Several times, I’ve started this post and I keep stopping. Baltimore is something of an underdog city and I have enough of an instinctive sympathy for underdogs that I can’t help feeling almost guilty for hating it. To put it in the most neutral terms possible, I just haven’t been able to fit in here. Perhaps it’s my fault. New York is perhaps the last city to need one more booster, but there we go. I like New York.

Mensa having a preacher at their monthly meeting was certainly not the first time I felt alienated here, but it was the one that finally clinched it. It said to me, “No, you will never make friends here.” It’s been four years and there is probably no one here with whom I will keep in touch after I leave with the exception of my sister and brother-in-law. The cost of living is so much lower here than in New York City that I kept hoping that somehow I could make it work, by traveling more, by doing things that I was unable to do in New York like gardening, but it just wasn’t enough to make me happy. I suspect the isolation was making me a little bit nuts. It’s funny, because I’m introspective and just a touch introverted people think I should do well alone. It’s quite the opposite. Since I’m not especially gregarious I need many opportunities to make contact with other people in order to take advantage of the few occasions when I feel moved to reach out.
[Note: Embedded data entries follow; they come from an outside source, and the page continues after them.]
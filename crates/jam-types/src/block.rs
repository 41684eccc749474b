//! Block header, extrinsic and dispute wire types.

use serde::{Deserialize, Serialize};

use crate::codec::{blake2b_256, Encoder};
use crate::primitives::{Hash, HexBytes, PublicKey, Signature};
use crate::{EpochIndex, ServiceId, TimeSlot, ValidatorIndex};

/// Winning-ticket identity published in header marks and seal-key sequences.
#[derive(Clone, Debug, PartialEq, Eq, Serialize, Deserialize)]
pub struct TicketId {
    pub id: Hash,
    pub attempt: u8,
}

/// Epoch-change announcement embedded in the first header of an epoch.
#[derive(Clone, Debug, PartialEq, Eq, Serialize, Deserialize)]
pub struct EpochMark {
    pub entropy: Hash,
    pub tickets_entropy: Hash,
    pub validators: Vec<EpochMarkValidator>,
}

#[derive(Clone, Debug, PartialEq, Eq, Serialize, Deserialize)]
pub struct EpochMarkValidator {
    pub bandersnatch: PublicKey,
    pub ed25519: PublicKey,
}

/// Block header.
///
/// `seal_signature` and `vrf_output` are excluded from the signable form:
/// the seal is generated over [`Header::unsealed_bytes`].
#[derive(Clone, Debug, PartialEq, Eq, Serialize, Deserialize)]
pub struct Header {
    pub slot: TimeSlot,
    pub parent_hash: Hash,
    pub state_root: Hash,
    pub extrinsics_root: Hash,
    /// VRF entropy contribution `Y(HV)` announced by the author.
    pub entropy: Hash,
    pub author_index: ValidatorIndex,
    pub author_key: PublicKey,
    pub timestamp: u64,
    #[serde(default)]
    pub epoch_mark: Option<EpochMark>,
    #[serde(default)]
    pub tickets_mark: Option<Vec<TicketId>>,
    #[serde(default)]
    pub offenders_mark: Vec<PublicKey>,
    /// Bandersnatch seal `HS` (opaque IETF VRF signature).
    #[serde(default)]
    pub seal_signature: HexBytes,
    /// Seal VRF output `HV`.
    #[serde(default)]
    pub vrf_output: Hash,
}

impl Header {
    /// Canonical bytes of the header without its seal fields.
    pub fn unsealed_bytes(&self) -> Vec<u8> {
        let mut enc = Encoder::with_capacity(192);
        enc.u32(self.slot)
            .fixed(self.parent_hash)
            .fixed(self.state_root)
            .fixed(self.extrinsics_root)
            .fixed(self.entropy)
            .u16(self.author_index)
            .fixed(self.author_key)
            .u64(self.timestamp);
        match &self.epoch_mark {
            Some(mark) => {
                enc.u8(1).fixed(mark.entropy).fixed(mark.tickets_entropy).seq(
                    &mark.validators,
                    |e, v| {
                        e.fixed(v.bandersnatch).fixed(v.ed25519);
                    },
                );
            }
            None => {
                enc.u8(0);
            }
        }
        match &self.tickets_mark {
            Some(tickets) => {
                enc.u8(1).seq(tickets, |e, t| {
                    e.fixed(t.id).u8(t.attempt);
                });
            }
            None => {
                enc.u8(0);
            }
        }
        enc.seq(&self.offenders_mark, |e, k| {
            e.fixed(k);
        });
        enc.finish()
    }

    /// Header hash: blake2b over the unsealed form plus the seal fields.
    pub fn hash(&self) -> Hash {
        let mut enc = Encoder::new();
        enc.bytes(self.unsealed_bytes()).bytes(&self.seal_signature).fixed(self.vrf_output);
        blake2b_256(enc.finish())
    }
}

/// Ring-VRF ticket submission.
#[derive(Clone, Debug, PartialEq, Eq, Serialize, Deserialize)]
pub struct TicketEnvelope {
    pub attempt: u8,
    /// Ring-VRF proof, verified against `gamma_z` by the prover service.
    pub signature: HexBytes,
}

/// Availability attestation by one validator.
#[derive(Clone, Debug, PartialEq, Eq, Serialize, Deserialize)]
pub struct Assurance {
    pub validator_index: ValidatorIndex,
    /// One bit per core, little-endian within each byte.
    pub bitfield: HexBytes,
    pub signature: Signature,
    #[serde(default)]
    pub anchor: Option<Hash>,
}

impl Assurance {
    /// Canonical payload covered by the assurance signature.
    pub fn signable_bytes(&self) -> Vec<u8> {
        let mut enc = Encoder::new();
        enc.opt_fixed(self.anchor.as_ref()).bytes(&self.bitfield);
        enc.finish()
    }

    /// Core indices with a set bit.
    pub fn cores(&self) -> Vec<crate::CoreIndex> {
        let mut cores = Vec::new();
        for (byte_idx, byte) in self.bitfield.as_slice().iter().enumerate() {
            for bit in 0..8 {
                if byte & (1 << bit) != 0 {
                    cores.push((byte_idx * 8 + bit) as crate::CoreIndex);
                }
            }
        }
        cores
    }
}

/// Solicited preimage provision.
#[derive(Clone, Debug, PartialEq, Eq, Serialize, Deserialize)]
pub struct Preimage {
    pub requester: ServiceId,
    pub blob: HexBytes,
}

/// One validator's judgement inside a verdict.
#[derive(Clone, Debug, PartialEq, Eq, Serialize, Deserialize)]
pub struct Judgement {
    pub vote: bool,
    pub index: ValidatorIndex,
    pub signature: Signature,
}

impl Judgement {
    /// Signed payload: a validity prefix and the verdict target.
    pub fn signable_bytes(vote: bool, target: &Hash) -> Vec<u8> {
        let prefix: &[u8] = if vote { b"jam_valid" } else { b"jam_invalid" };
        let mut enc = Encoder::new();
        enc.fixed(prefix).fixed(target);
        enc.finish()
    }
}

/// Judgement set over one report digest.
#[derive(Clone, Debug, PartialEq, Eq, Serialize, Deserialize)]
pub struct Verdict {
    pub target: Hash,
    /// Epoch the judging validator set belongs to (current or previous).
    pub age: EpochIndex,
    pub votes: Vec<Judgement>,
}

/// A guarantor of a report judged bad.
#[derive(Clone, Debug, PartialEq, Eq, Serialize, Deserialize)]
pub struct Culprit {
    pub target: Hash,
    pub key: PublicKey,
    pub signature: Signature,
}

impl Culprit {
    /// Signed payload: the guarantee context and the bad report's digest.
    pub fn signable_bytes(&self) -> Vec<u8> {
        let mut enc = Encoder::new();
        enc.fixed(b"jam_guarantee").fixed(self.target);
        enc.finish()
    }
}

/// A judge whose vote contradicted the verdict outcome.
#[derive(Clone, Debug, PartialEq, Eq, Serialize, Deserialize)]
pub struct Fault {
    pub target: Hash,
    pub vote: bool,
    pub key: PublicKey,
    pub signature: Signature,
}

impl Fault {
    /// Signed payload: same form as the judgement the fault contradicts.
    pub fn signable_bytes(&self) -> Vec<u8> {
        Judgement::signable_bytes(self.vote, &self.target)
    }
}

/// Dispute extrinsic.
#[derive(Clone, Debug, Default, PartialEq, Eq, Serialize, Deserialize)]
pub struct Disputes {
    #[serde(default)]
    pub verdicts: Vec<Verdict>,
    #[serde(default)]
    pub culprits: Vec<Culprit>,
    #[serde(default)]
    pub faults: Vec<Fault>,
}

impl Disputes {
    pub fn is_empty(&self) -> bool {
        self.verdicts.is_empty() && self.culprits.is_empty() && self.faults.is_empty()
    }
}

/// Block body.
#[derive(Clone, Debug, Default, PartialEq, Eq, Serialize, Deserialize)]
pub struct Extrinsic {
    #[serde(default)]
    pub tickets: Vec<TicketEnvelope>,
    #[serde(default)]
    pub guarantees: Vec<crate::report::WorkReport>,
    #[serde(default)]
    pub assurances: Vec<Assurance>,
    #[serde(default)]
    pub preimages: Vec<Preimage>,
    #[serde(default)]
    pub disputes: Disputes,
}

impl Extrinsic {
    /// Canonical bytes of the whole body, hashed into `extrinsics_root`.
    pub fn canonical_bytes(&self) -> Vec<u8> {
        let mut enc = Encoder::with_capacity(256);
        enc.seq(&self.tickets, |e, t| {
            e.u8(t.attempt).bytes(&t.signature);
        });
        enc.seq(&self.guarantees, |e, g| {
            e.bytes(g.signable_bytes()).fixed(g.guarantor_signature);
        });
        enc.seq(&self.assurances, |e, a| {
            e.u16(a.validator_index).bytes(a.signable_bytes()).fixed(a.signature);
        });
        enc.seq(&self.preimages, |e, p| {
            e.u32(p.requester).bytes(&p.blob);
        });
        enc.seq(&self.disputes.verdicts, |e, v| {
            e.fixed(v.target).u32(v.age).seq(&v.votes, |e, j| {
                e.bool(j.vote).u16(j.index).fixed(j.signature);
            });
        });
        enc.seq(&self.disputes.culprits, |e, c| {
            e.fixed(c.target).fixed(c.key).fixed(c.signature);
        });
        enc.seq(&self.disputes.faults, |e, f| {
            e.fixed(f.target).bool(f.vote).fixed(f.key).fixed(f.signature);
        });
        enc.finish()
    }

    pub fn root(&self) -> Hash {
        blake2b_256(self.canonical_bytes())
    }
}

/// A complete block.
#[derive(Clone, Debug, PartialEq, Eq, Serialize, Deserialize)]
pub struct Block {
    pub header: Header,
    pub extrinsic: Extrinsic,
}

impl Block {
    pub fn hash(&self) -> Hash {
        let mut enc = Encoder::new();
        enc.fixed(self.header.hash()).bytes(self.extrinsic.canonical_bytes());
        blake2b_256(enc.finish())
    }
}
//! Per-validator activity counters, updated once per block.

use jam_types::block::Extrinsic;
use jam_types::state::Statistics;
use jam_types::{ChainState, ValidatorIndex};

/// Update activity statistics for the block being applied.
///
/// Counters reset at epoch boundaries: each epoch's tallies start from zero
/// for the freshly rotated set.
pub fn apply(
    pre: &ChainState,
    author_index: ValidatorIndex,
    epoch_changed: bool,
    extrinsic: &Extrinsic,
) -> ChainState {
    let mut post = pre.clone();

    if epoch_changed {
        post.statistics = Statistics::with_validators(post.kappa.len());
        // service counters persist across epochs
        post.statistics.services = pre.statistics.services.clone();
    }

    if let Some(author) = post.statistics.validator_mut(author_index as usize) {
        author.blocks += 1;
        author.tickets += extrinsic.tickets.len() as u64;
        author.pre_images += extrinsic.preimages.len() as u64;
        author.pre_images_size +=
            extrinsic.preimages.iter().map(|p| p.blob.len() as u64).sum::<u64>();
    }

    for assurance in &extrinsic.assurances {
        if let Some(stats) = post.statistics.validator_mut(assurance.validator_index as usize) {
            stats.assurances += 1;
        }
    }

    for guarantee in &extrinsic.guarantees {
        let index = post
            .kappa
            .iter()
            .position(|v| v.ed25519 == guarantee.guarantor_public_key);
        if let Some(stats) = index.and_then(|i| post.statistics.validator_mut(i)) {
            stats.guarantees += 1;
        }
    }

    post
}

#[cfg(test)]
mod tests {
    use jam_types::block::{Assurance, Preimage};
    use jam_types::{HexBytes, Signature};

    use crate::test_support::chain;

    use super::*;

    #[test]
    fn author_counters_bump() {
        let c = chain(3);
        let extrinsic = Extrinsic {
            preimages: vec![Preimage { requester: 1, blob: HexBytes::new(vec![0; 10]) }],
            ..Default::default()
        };
        let post = apply(&c.state, 1, false, &extrinsic);
        assert_eq!(post.statistics.validators[1].blocks, 1);
        assert_eq!(post.statistics.validators[1].pre_images, 1);
        assert_eq!(post.statistics.validators[1].pre_images_size, 10);
        assert_eq!(post.statistics.validators[0].blocks, 0);
    }

    #[test]
    fn assurers_counted_by_index() {
        let c = chain(3);
        let extrinsic = Extrinsic {
            assurances: vec![
                Assurance {
                    validator_index: 0,
                    bitfield: HexBytes::default(),
                    signature: Signature::zero(),
                    anchor: None,
                },
                Assurance {
                    validator_index: 2,
                    bitfield: HexBytes::default(),
                    signature: Signature::zero(),
                    anchor: None,
                },
            ],
            ..Default::default()
        };
        let post = apply(&c.state, 0, false, &extrinsic);
        assert_eq!(post.statistics.validators[0].assurances, 1);
        assert_eq!(post.statistics.validators[1].assurances, 0);
        assert_eq!(post.statistics.validators[2].assurances, 1);
    }

    #[test]
    fn guarantors_counted_by_key() {
        let c = chain(3);
        let mut report = crate::test_support::report(0, 1);
        crate::test_support::sign_report(&mut report, &c.keys[2]);
        let extrinsic = Extrinsic { guarantees: vec![report], ..Default::default() };
        let post = apply(&c.state, 0, false, &extrinsic);
        assert_eq!(post.statistics.validators[2].guarantees, 1);
    }

    #[test]
    fn counters_reset_on_epoch_change() {
        let mut c = chain(3);
        c.state.statistics.validators[0].blocks = 7;
        let post = apply(&c.state, 0, true, &Extrinsic::default());
        assert_eq!(post.statistics.validators[0].blocks, 1);
    }
}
They say you take yourself with you wherever you go, but in my experience that just isn’t true. I’m not the same person in everyplace, or at least I don’t behave in the same way. Some people find New York too hectic. One friend left after 9/11 for that reason. I’m just the opposite. To me, everyone here in Baltimore looks like they are walking with the weight of the world on their shoulders. It makes me feel like everything is hopeless. Furthermore, the place is ugly. For better or worse, I’ve always felt very sensitive to my surroundings.

I know that the popular belief these days is that depression has a biological source, but I’ve always felt that living in Baltimore was a major contributing factor in my depression. I guess I’m going to put that to the test. Just the thought of moving back to New York has made me significantly more cheerful during the past week.
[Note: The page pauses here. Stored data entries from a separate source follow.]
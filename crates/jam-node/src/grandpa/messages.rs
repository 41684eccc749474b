//! Vote and gossip wire messages.
//!
//! Gossip frames are a 4-byte little-endian length prefix followed by the
//! bincode body; votes are signed over the canonical pipe-separated round
//! string so signatures are independent of the frame encoding.

use serde::{Deserialize, Serialize};

use jam_crypto::ed25519;
use jam_types::{Hash, PublicKey, Signature};

use super::tree::BlockRecord;

/// Round stage a vote belongs to.
#[derive(Clone, Copy, Debug, PartialEq, Eq, PartialOrd, Ord, Serialize, Deserialize)]
#[serde(rename_all = "lowercase")]
pub enum Stage {
    Prevote,
    Precommit,
}

impl Stage {
    pub fn as_str(&self) -> &'static str {
        match self {
            Stage::Prevote => "prevote",
            Stage::Precommit => "precommit",
        }
    }
}

/// A single validator vote; `block_hash` is `None` for nil votes.
#[derive(Clone, Debug, PartialEq, Eq, Serialize, Deserialize)]
pub struct VoteMsg {
    pub round: u64,
    pub stage: Stage,
    pub block_hash: Option<Hash>,
    pub block_height: Option<u64>,
    pub state_root: Option<Hash>,
    pub validator: u32,
    pub signature: Signature,
}

/// Canonical signed form: `round|stage|hash|height|root` with `nil` for
/// absent fields.
pub fn vote_canonical(
    round: u64,
    stage: Stage,
    block_hash: Option<&Hash>,
    block_height: Option<u64>,
    state_root: Option<&Hash>,
) -> String {
    let hash = block_hash.map_or_else(|| "nil".to_string(), |h| h.to_hex());
    let height = block_height.map_or_else(|| "nil".to_string(), |h| h.to_string());
    let root = state_root.map_or_else(|| "nil".to_string(), |r| r.to_hex());
    format!("{round}|{}|{hash}|{height}|{root}", stage.as_str())
}

impl VoteMsg {
    pub fn canonical(&self) -> String {
        vote_canonical(
            self.round,
            self.stage,
            self.block_hash.as_ref(),
            self.block_height,
            self.state_root.as_ref(),
        )
    }

    pub fn verify(&self, public_key: &PublicKey) -> bool {
        ed25519::verify(public_key, self.canonical().as_bytes(), &self.signature)
    }
}

/// Justification attached to a finalized block.
#[derive(Clone, Debug, PartialEq, Eq, Serialize, Deserialize)]
pub struct Justification {
    pub round: u64,
    pub block_hash: Hash,
    pub signatures: Vec<JustificationSignature>,
}

#[derive(Clone, Debug, PartialEq, Eq, Serialize, Deserialize)]
pub struct JustificationSignature {
    pub validator: u32,
    pub signature: Signature,
}

/// Everything that travels between finality peers.
#[derive(Clone, Debug, Serialize, Deserialize)]
pub enum PeerMessage {
    Vote(VoteMsg),
    Block(BlockRecord),
    Ready { node_id: u32 },
}

/// Frame a peer message: 4-byte little-endian length, then bincode.
pub fn encode_frame(message: &PeerMessage) -> Result<Vec<u8>, bincode::Error> {
    let body = bincode::serialize(message)?;
    let mut frame = Vec::with_capacity(4 + body.len());
    frame.extend_from_slice(&(body.len() as u32).to_le_bytes());
    frame.extend_from_slice(&body);
    Ok(frame)
}

/// Decode one frame from `buf`, returning the consumed length and the
/// message, or `None` if the buffer does not yet hold a full frame.
pub fn decode_frame(buf: &[u8]) -> Result<Option<(usize, PeerMessage)>, bincode::Error> {
    if buf.len() < 4 {
        return Ok(None);
    }
    let len = u32::from_le_bytes([buf[0], buf[1], buf[2], buf[3]]) as usize;
    if buf.len() < 4 + len {
        return Ok(None);
    }
    let message = bincode::deserialize(&buf[4..4 + len])?;
    Ok(Some((4 + len, message)))
}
A few good things have come out of moving here. I feel closer to my sister than I have since we were teenagers. I had a chance to live in an architectural masterpiece. A former boyfriend from New York said that he heard that living in a place like this is not as enjoyable as it sounds. That is totally untrue. The building and the apartment are great. If I could bring it to New York with me I would. However, in New York I would never be able to afford it. I had a chance to learn programming and to learn more about plants.

People do choose to live in one place over another for a reason. Sometimes it’s a job or family, but many people go to New York for New York itself.
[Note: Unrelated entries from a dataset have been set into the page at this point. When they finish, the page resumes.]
//! The canonical chain state shared by every state-transition function.

use std::collections::{BTreeMap, BTreeSet};

use serde::{Deserialize, Serialize};

use crate::primitives::{Hash, HexBytes, PublicKey};
use crate::report::{AvailAssignment, PendingReport, QueueEntry, ReportedPackage};
use crate::validator::ValidatorRecord;
use crate::{ServiceId, TimeSlot};

/// A submitted next-epoch ticket held in the accumulator (`gamma_a`).
///
/// Sorted strictly by `randomness`.
#[derive(Clone, Debug, PartialEq, Eq, Serialize, Deserialize)]
pub struct Ticket {
    pub attempt: u8,
    pub randomness: Hash,
    pub proof: HexBytes,
}

/// Seal-key sequence for the current epoch.
#[derive(Clone, Debug, PartialEq, Eq, Serialize, Deserialize)]
#[serde(rename_all = "lowercase")]
pub enum SealKeys {
    /// Fully-ticketed epoch: one winning ticket per slot.
    Tickets(Vec<crate::block::TicketId>),
    /// Fallback: bandersnatch keys drawn from the active set.
    Keys(Vec<PublicKey>),
}

impl Default for SealKeys {
    fn default() -> Self {
        SealKeys::Keys(Vec::new())
    }
}

/// Why a report digest landed in the bad set.
#[derive(Clone, Debug, PartialEq, Eq, Serialize, Deserialize)]
pub struct BadReportRecord {
    pub reason: String,
    pub disputed_by: BTreeSet<PublicKey>,
}

/// Running dispute tally against one validator key.
#[derive(Clone, Debug, Default, PartialEq, Eq, Serialize, Deserialize)]
pub struct OffenderRecord {
    pub dispute_count: u32,
    pub last_dispute_slot: TimeSlot,
}

/// Dispute ledger (`psi`).
#[derive(Clone, Debug, Default, PartialEq, Eq, Serialize, Deserialize)]
pub struct DisputeLedger {
    pub good: BTreeSet<Hash>,
    pub bad: BTreeSet<Hash>,
    pub wonky: BTreeSet<Hash>,
    /// Offending validator ed25519 keys; sorted and unique by construction.
    pub offenders: BTreeSet<PublicKey>,
    /// Evidence for bad digests.
    #[serde(default)]
    pub bad_records: BTreeMap<Hash, BadReportRecord>,
    /// Per-key dispute counters.
    #[serde(default)]
    pub records: BTreeMap<PublicKey, OffenderRecord>,
}

impl DisputeLedger {
    /// Record a digest as bad with a reason and an accusing party.
    pub fn record_bad(&mut self, digest: Hash, reason: impl Into<String>, accuser: PublicKey) {
        self.bad.insert(digest);
        let record = self.bad_records.entry(digest).or_insert_with(|| BadReportRecord {
            reason: reason.into(),
            disputed_by: BTreeSet::new(),
        });
        record.disputed_by.insert(accuser);
    }

    /// Bump the dispute counter for a validator key.
    pub fn bump_offender(&mut self, key: PublicKey, slot: TimeSlot) {
        let record = self.records.entry(key).or_default();
        record.dispute_count += 1;
        record.last_dispute_slot = slot;
    }
}

/// Compact Merkle Mountain Range digest stored in history entries.
///
/// `peaks[h]` holds the peak of height `h`, if any; `count` is the number of
/// appended leaves. The append rule lives in `jam-merkle`.
#[derive(Clone, Debug, Default, PartialEq, Eq, Serialize, Deserialize)]
pub struct MmrPeaks {
    pub peaks: Vec<Option<Hash>>,
    pub count: u64,
}

/// One recent-history (`beta`) entry.
#[derive(Clone, Debug, PartialEq, Eq, Serialize, Deserialize)]
pub struct BetaBlock {
    pub header_hash: Hash,
    pub state_root: Hash,
    pub mmr: MmrPeaks,
    pub reported: Vec<ReportedPackage>,
}

/// Lookup-meta key: a solicited preimage is identified by hash and length.
#[derive(Clone, Copy, Debug, PartialEq, Eq, PartialOrd, Ord, Serialize, Deserialize)]
pub struct LookupKey {
    pub hash: Hash,
    pub length: u32,
}

/// Lookup-meta entry: the slots at which the preimage was provided.
#[derive(Clone, Debug, PartialEq, Eq, Serialize, Deserialize)]
pub struct LookupEntry {
    pub key: LookupKey,
    pub value: Vec<TimeSlot>,
}

/// On-chain service account.
#[derive(Clone, Debug, Default, PartialEq, Eq, Serialize, Deserialize)]
pub struct ServiceAccount {
    /// Provided preimages, keyed by blake2b-256 of the blob.
    pub preimages: BTreeMap<Hash, HexBytes>,
    /// Solicited preimage slots, with provision history.
    pub lookup_meta: Vec<LookupEntry>,
    /// Expected code hash for work results of this service, when pinned.
    #[serde(default)]
    pub code_hash: Option<Hash>,
}

impl ServiceAccount {
    pub fn lookup_entry_mut(&mut self, key: &LookupKey) -> Option<&mut LookupEntry> {
        self.lookup_meta.iter_mut().find(|e| e.key == *key)
    }

    pub fn is_solicited(&self, key: &LookupKey) -> bool {
        self.lookup_meta.iter().any(|e| e.key == *key)
    }
}

/// Per-validator activity counters.
#[derive(Clone, Debug, Default, PartialEq, Eq, Serialize, Deserialize)]
pub struct ValidatorStats {
    pub blocks: u64,
    pub tickets: u64,
    pub pre_images: u64,
    pub pre_images_size: u64,
    pub guarantees: u64,
    pub assurances: u64,
}

/// Per-service activity counters.
#[derive(Clone, Debug, Default, PartialEq, Eq, Serialize, Deserialize)]
pub struct ServiceStats {
    pub provided_count: u64,
    pub provided_size: u64,
}

/// Activity statistics for validators and services.
#[derive(Clone, Debug, Default, PartialEq, Eq, Serialize, Deserialize)]
pub struct Statistics {
    pub validators: Vec<ValidatorStats>,
    pub services: BTreeMap<ServiceId, ServiceStats>,
}

impl Statistics {
    pub fn with_validators(n: usize) -> Self {
        Self { validators: vec![ValidatorStats::default(); n], services: BTreeMap::new() }
    }

    pub fn validator_mut(&mut self, index: usize) -> Option<&mut ValidatorStats> {
        self.validators.get_mut(index)
    }

    pub fn service_mut(&mut self, id: ServiceId) -> &mut ServiceStats {
        self.services.entry(id).or_default()
    }
}

/// The canonical state operated on by the STF pipeline.
///
/// Field order fixes the state-trie chapter indices (1-based), so new fields
/// append at the end.
#[derive(Clone, Debug, PartialEq, Eq, Serialize, Deserialize)]
pub struct ChainState {
    /// Current timeslot.
    pub tau: TimeSlot,
    /// Entropy accumulators `[eta0, eta1, eta2, eta3]`.
    pub eta: [Hash; 4],
    /// Next-epoch candidate validators.
    pub iota: Vec<ValidatorRecord>,
    /// Staged validator set for the upcoming epoch.
    pub gamma_k: Vec<ValidatorRecord>,
    /// Active validator set.
    pub kappa: Vec<ValidatorRecord>,
    /// Previous-epoch validator set.
    pub lambda: Vec<ValidatorRecord>,
    /// Submitted next-epoch tickets, sorted by randomness.
    pub gamma_a: Vec<Ticket>,
    /// Seal-key sequence for the current epoch.
    pub gamma_s: SealKeys,
    /// Ring-VRF commitment to `gamma_k`.
    pub gamma_z: HexBytes,
    /// Dispute ledger.
    pub psi: DisputeLedger,
    /// Offenders applied when the next validator set is staged.
    pub post_offenders: BTreeSet<PublicKey>,
    /// Pending work-reports, keyed by digest.
    pub rho: BTreeMap<Hash, PendingReport>,
    /// Accumulation queue, keyed by digest.
    pub omega: BTreeMap<Hash, QueueEntry>,
    /// Finalized report digests (recent history).
    pub xi: BTreeSet<Hash>,
    /// Per-core availability slots.
    pub avail_assignments: Vec<Option<AvailAssignment>>,
    /// Recent block history, oldest first, at most [`ChainState::BETA_LIMIT`].
    pub beta: Vec<BetaBlock>,
    /// Service accounts.
    pub accounts: BTreeMap<ServiceId, ServiceAccount>,
    /// Activity statistics.
    pub statistics: Statistics,
    /// Epoch length in slots.
    #[serde(rename = "E")]
    pub epoch_length: u32,
    /// Ticket-submission cutoff phase.
    #[serde(rename = "Y")]
    pub ticket_cutoff: u32,
    /// Ticket attempts allowed per validator.
    #[serde(rename = "N")]
    pub ticket_attempts: u8,
}

/// A broken canonical invariant; produced by [`ChainState::check_invariants`].
#[derive(Debug, Clone, PartialEq, Eq, thiserror::Error)]
pub enum InvariantViolation {
    #[error("gamma_a not strictly sorted by randomness")]
    TicketsUnsorted,

    #[error("gamma_a over capacity: {0} tickets, epoch length {1}")]
    TicketsOverCapacity(usize, u32),

    #[error("digest {0} present in more than one of rho/omega/xi/psi.bad")]
    DigestSetsOverlap(Hash),

    #[error("beta has {0} entries, limit is 8")]
    BetaOverflow(usize),

    #[error("stale availability assignment on core {0}")]
    StaleAssignment(usize),

    #[error("validator list {0} has {1} entries, expected {2}")]
    ValidatorSetSize(&'static str, usize, usize),
}

impl ChainState {
    /// Maximum retained history entries.
    pub const BETA_LIMIT: usize = 8;

    /// Tiny-profile genesis: the given validators active in every role,
    /// fallback seal keys, zeroed entropy.
    pub fn genesis(validators: Vec<ValidatorRecord>, epoch_length: u32, ticket_cutoff: u32, ticket_attempts: u8) -> Self {
        let n = validators.len();
        Self {
            tau: 0,
            eta: [Hash::zero(); 4],
            iota: validators.clone(),
            gamma_k: validators.clone(),
            kappa: validators.clone(),
            lambda: validators,
            gamma_a: Vec::new(),
            gamma_s: SealKeys::default(),
            gamma_z: HexBytes::default(),
            psi: DisputeLedger::default(),
            post_offenders: BTreeSet::new(),
            rho: BTreeMap::new(),
            omega: BTreeMap::new(),
            xi: BTreeSet::new(),
            avail_assignments: Vec::new(),
            beta: Vec::new(),
            accounts: BTreeMap::new(),
            statistics: Statistics::with_validators(n),
            epoch_length,
            ticket_cutoff,
            ticket_attempts,
        }
    }

    /// Number of validators in the active set.
    pub fn validator_count(&self) -> usize {
        self.kappa.len()
    }

    /// Check the canonical invariants that must hold at every STF boundary.
    pub fn check_invariants(&self) -> Result<(), InvariantViolation> {
        for pair in self.gamma_a.windows(2) {
            if pair[0].randomness >= pair[1].randomness {
                return Err(InvariantViolation::TicketsUnsorted);
            }
        }
        if self.gamma_a.len() > self.epoch_length as usize {
            return Err(InvariantViolation::TicketsOverCapacity(
                self.gamma_a.len(),
                self.epoch_length,
            ));
        }

        let mut seen: BTreeSet<&Hash> = BTreeSet::new();
        for digest in self
            .rho
            .keys()
            .chain(self.omega.keys())
            .chain(self.xi.iter())
            .chain(self.psi.bad.iter())
        {
            if !seen.insert(digest) {
                return Err(InvariantViolation::DigestSetsOverlap(*digest));
            }
        }

        if self.beta.len() > Self::BETA_LIMIT {
            return Err(InvariantViolation::BetaOverflow(self.beta.len()));
        }

        for (core, slot) in self.avail_assignments.iter().enumerate() {
            if let Some(assignment) = slot {
                if assignment.timeout < self.tau {
                    return Err(InvariantViolation::StaleAssignment(core));
                }
            }
        }

        let expected = self.kappa.len();
        for (name, list) in [
            ("iota", &self.iota),
            ("gamma_k", &self.gamma_k),
            ("lambda", &self.lambda),
        ] {
            if list.len() != expected {
                return Err(InvariantViolation::ValidatorSetSize(name, list.len(), expected));
            }
        }

        Ok(())
    }
}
Well, I’m going to be pretty busy during the next couple of weeks. I have a new place to fix up and an old place to get ready to sell.

Get my sister Sandy
And my little brother Ray
Buy a big old wagon
Gonna haul us all away

….

Oh, Baltimore
Man, it’s hard just to live
Oh, Baltimore
Man, it’s hard just to live, just to live

from “Baltimore,” by Randy Newman

So, in my pathetic attempt to ease my social isolation, I joined a few organizations.

Now, I just got back from my “daily constitutional.” Because everyone insists exercise is the cure for depression, I exercise every day. Yesterday, I lifted weights at the gym, which is depressing but just barely bearable. Today is my day for a walk/jog. It’s really more of a power walk than a jog, but I try to keep up the pace. Shortly after starting out I started feeling those chest pains again, you know, the ones the doctors say are in my head. I guess they are. It’s probably anxiety. My route is about 2 and a half miles. In New York it used to be five, but due to the fact that Baltimore is a dangerous city it’s hard for me to find a route that’s more than two miles. And it’s really boring. I do the same route over and over and over. It it gives me a wonderful opportunity to reflect on how much I hate my life. How much I hate my body. How much I hate Baltimore. How difficult it is simply to not get fat. How futile this attempt to lose weight is. Then I tell myself that it should be for health, not appearance. Then I start to wonder why I want to prolong my life when I hate it so much. I don’t want extra years of being lonely and men don’t want healthy, they want anorexic. I start feeling like a caged rat on a wheel.

I arrive home feeling remarkably angry and wonder whether or not I should take an Ativan.

I sat down to write. My mind wanders when I walk and although most of the thoughts are how I hate myself a few aren’t. I’ve been working on a novel and few ideas were about that and I sat down to write those down. Then it seems that I had saved something else with the same title as the working title of my novel thus overwriting everything I’ve written over the past few months. Fuck.

I managed to find another copy elsewhere, so I didn’t lose everything, but my bad mood went to even worse.

Now, don’t ask me why, I started feeling really, really lonely. I just want some company. Is that too mush to ask?

Apparently, in Maryland, it is.

I mentioned having joined some groups to try to meet people. Okay, one thing is the sketching, but it’s early on Saturday morning and I woke up late today. I haven’t been able to get to it for two weeks running and I doubt I’ll get there tomorrow. I’ll try. But this is why I fucking hate Maryland and Baltimore. It’s Nowhereville. Could you imagine living in New York and having to wait for Saturday morning to roll around again in order to do something.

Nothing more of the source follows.